- INSTRUCTIONS FOR THE TASK: Print the data exactly as it is given, please.
--
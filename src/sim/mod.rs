//! Deterministic reel simulation
//!
//! Everything that decides where a reel is lives here:
//! - No rendering or platform dependencies
//! - Time only advances through `update(dt)`
//! - Deferred actions run on the same timeline as frames

pub mod engine;
pub mod outcome;
pub mod reel;
pub mod segment;
pub mod timer;

pub use engine::{OnComplete, ReelEngine, SpinEvent, SpinRequest, SpinStatus};
pub use outcome::{OutcomeProvider, SeededOutcome, stop_indexes};
pub use reel::{ReelState, SpinPhase, StopMode};
pub use segment::{angle_for, angles_for, segment_at, segment_step};
pub use timer::{TaskHandle, Timeline};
--
- COMPLETED TASK:
filename src/sim/mod.rs
//! Deterministic reel simulation
//!
//! Everything that decides where a reel is lives here:
//! - No rendering or platform dependencies
//! - Time only advances through `update(dt)`
//! - Deferred actions run on the same timeline as frames

pub mod engine;
pub mod outcome;
pub mod reel;
pub mod segment;
pub mod timer;

pub use engine::{OnComplete, ReelEngine, SpinEvent, SpinRequest, SpinStatus};
pub use outcome::{OutcomeProvider, SeededOutcome, stop_indexes};
pub use reel::{ReelState, SpinPhase, StopMode};
pub use segment::{angle_for, angles_for, segment_at, segment_step};
pub use timer::{TaskHandle, Timeline};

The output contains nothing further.